Below provided a brief summary of actions taken to speed up Uboot boot time.



  1. There is a lot of features being offered by Uboot. But depending on custom hardware, certain features will not be useful during production version.  Features like these is something we would like to remove. Removing redundant features will save bootup time (code not being execute) and reduce Uboot size (feature will not be compile)
  2. Example of such would be kernel boot method. Uboot support kernel boot over TFTP, nand, SPI flash, etc. In most cases, only 1 medium will be use and remaining boot method can be disable/remove

Command line

  1. Uboot provided command line option to enable dynamic bootup configurations. User is able to change execute command such as loading kernel over TFTP, or changing kernel bootup parameter.
  2. We can simplify and remove redundant script. A simplify script will save interpreter time, reduce size to speed up faster boot.

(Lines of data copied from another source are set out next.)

//! HTTP gateway to the catalog backend.
//!
//! This module owns everything that crosses the network boundary: the request
//! and reply body types, the transport/application error taxonomy, the
//! [`CatalogGateway`] trait that the rest of the crate programs against, and
//! the [`CatalogClient`] implementation backed by `reqwest`.
//!
//! Every gateway method performs exactly one HTTP request with an explicit
//! timeout and returns either a typed value or an [`ApiError`]. Callers never
//! see raw responses.

pub mod client;
pub mod error;
pub mod gateway;
pub mod types;

pub use client::CatalogClient;
pub use error::{ApiError, Result};
pub use gateway::CatalogGateway;
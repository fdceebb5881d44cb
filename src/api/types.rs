//! Request and reply body types for the catalog API.
//!
//! Successful listing responses deserialize directly into the domain models
//! (`Song`, `Playlist`, `PlaylistSong`); the types here cover request bodies
//! and the reply shapes that need field-level inspection.

use serde::{Deserialize, Serialize};

/// Body of `POST /api/login`.
#[derive(Debug, Clone, Serialize)]
pub struct LoginRequest {
    pub username: String,
}

/// Reply of `POST /api/login`.
///
/// A reply that carries `user_id` is a successful login. A 2xx reply without
/// `user_id` means the account does not exist, which is an application-level
/// failure rather than a transport one.
#[derive(Debug, Clone, Deserialize)]
pub struct LoginReply {
    #[serde(default)]
    pub user_id: Option<i64>,
    #[serde(default)]
    pub username: Option<String>,
    #[serde(default)]
    pub error: Option<String>,
}

/// Body of `POST /api/playlists`.
#[derive(Debug, Clone, Serialize)]
pub struct CreatePlaylistRequest {
    pub owner_id: i64,
    pub name: String,
    pub is_public: bool,
}

/// Body of `PUT /api/playlists/{id}`. Partial update, name only.
#[derive(Debug, Clone, Serialize)]
pub struct RenamePlaylistRequest {
    pub name: String,
}

/// Body of `POST /api/playlists/{id}/songs`.
#[derive(Debug, Clone, Serialize)]
pub struct AddSongRequest {
    pub song_id: i64,
}

/// Generic failure body: `{"error": "..."}`.
///
/// The backend attaches this shape to rejections (duplicate membership,
/// missing playlist). Absence of the `error` field downgrades the reply to a
/// plain server error.
#[derive(Debug, Clone, Deserialize)]
pub struct ErrorReply {
    #[serde(default)]
    pub error: Option<String>,
}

Always be reminded script running is expensive as compare to code execution
  3. In production system, typcially command line will not be use and can be removed by removing CONFIG_CMD_xxx in config file
  4. This config file located at: Uboot_source/configs/xxxx_defconfig. Going through the content of this file and remove any redundant items


Default Script Configurations

  1. When uboot first program and bootup, there is no user specific default settings. In this case, a default settings will be use.
  2. This default setting is location at: Uboot_source/include/configs/xxx.h (e.g. i.MX6ULL will be Uboot_source/include/configs/mx6ullevk.h)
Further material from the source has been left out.